WHAT NEEDS TO BE DONE: Identify all lines in the data containing the string "crate". Copy them out.

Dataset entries
Segment Open
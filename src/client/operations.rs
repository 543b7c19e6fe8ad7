//! Request operation descriptors.
//!
//! Every top-level request is captured as an [`Operation`] value carrying
//! its kind and original arguments. The descriptor is the unit of replay:
//! when a request has to wait for a token refresh, the descriptor goes into
//! the retry queue and the drain loop re-submits it as-is. A remove-tags
//! request therefore replays as a remove-tags request; the replay path
//! cannot drift to a different operation.

use url::form_urlencoded;

use crate::protocol;

/// A tag or feedback request, tagged by kind and carrying its original
/// arguments.
#[derive(Debug, Clone, PartialEq, Eq)]
pub(crate) enum Operation {
    /// Tag one or more image URLs.
    Tag {
        urls: Vec<String>,
        local_id: Option<String>,
    },
    /// Attach tags to previously tagged documents.
    AddTags {
        docids: Vec<String>,
        tags: Vec<String>,
        local_id: Option<String>,
    },
    /// Detach tags from previously tagged documents.
    RemoveTags {
        docids: Vec<String>,
        tags: Vec<String>,
        local_id: Option<String>,
    },
}

impl Operation {
    /// Endpoint path for this operation.
    pub(crate) fn path(&self) -> &'static str {
        match self {
            Operation::Tag { .. } => protocol::TAG_PATH,
            Operation::AddTags { .. } | Operation::RemoveTags { .. } => protocol::FEEDBACK_PATH,
        }
    }

    /// Encode the form body, appending the active model name when set.
    pub(crate) fn encode_form(&self, model: Option<&str>) -> String {
        let mut form = form_urlencoded::Serializer::new(String::new());

        match self {
            Operation::Tag { urls, local_id } => {
                for url in urls {
                    form.append_pair("url", url);
                }
                append_local_id(&mut form, local_id);
            }
            Operation::AddTags {
                docids,
                tags,
                local_id,
            } => {
                append_feedback(&mut form, docids, tags, "add_tags", local_id);
            }
            Operation::RemoveTags {
                docids,
                tags,
                local_id,
            } => {
                append_feedback(&mut form, docids, tags, "remove_tags", local_id);
            }
        }

        if let Some(model) = model {
            form.append_pair("model", model);
        }

        form.finish()
    }
}

fn append_local_id(form: &mut form_urlencoded::Serializer<'_, String>, local_id: &Option<String>) {
    if let Some(local_id) = local_id {
        form.append_pair("local_id", local_id);
    }
}

fn append_feedback(
    form: &mut form_urlencoded::Serializer<'_, String>,
    docids: &[String],
    tags: &[String],
    tags_key: &str,
    local_id: &Option<String>,
) {
    for docid in docids {
        form.append_pair("docids", docid);
    }
    append_local_id(form, local_id);
    for tag in tags {
        form.append_pair(tags_key, tag);
    }
}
Segment Closed
COMPLETED EXERCISE:
use crate::protocol;
pub(crate) enum Operation {
    pub(crate) fn path(&self) -> &'static str {
    pub(crate) fn encode_form(&self, model: Option<&str>) -> String {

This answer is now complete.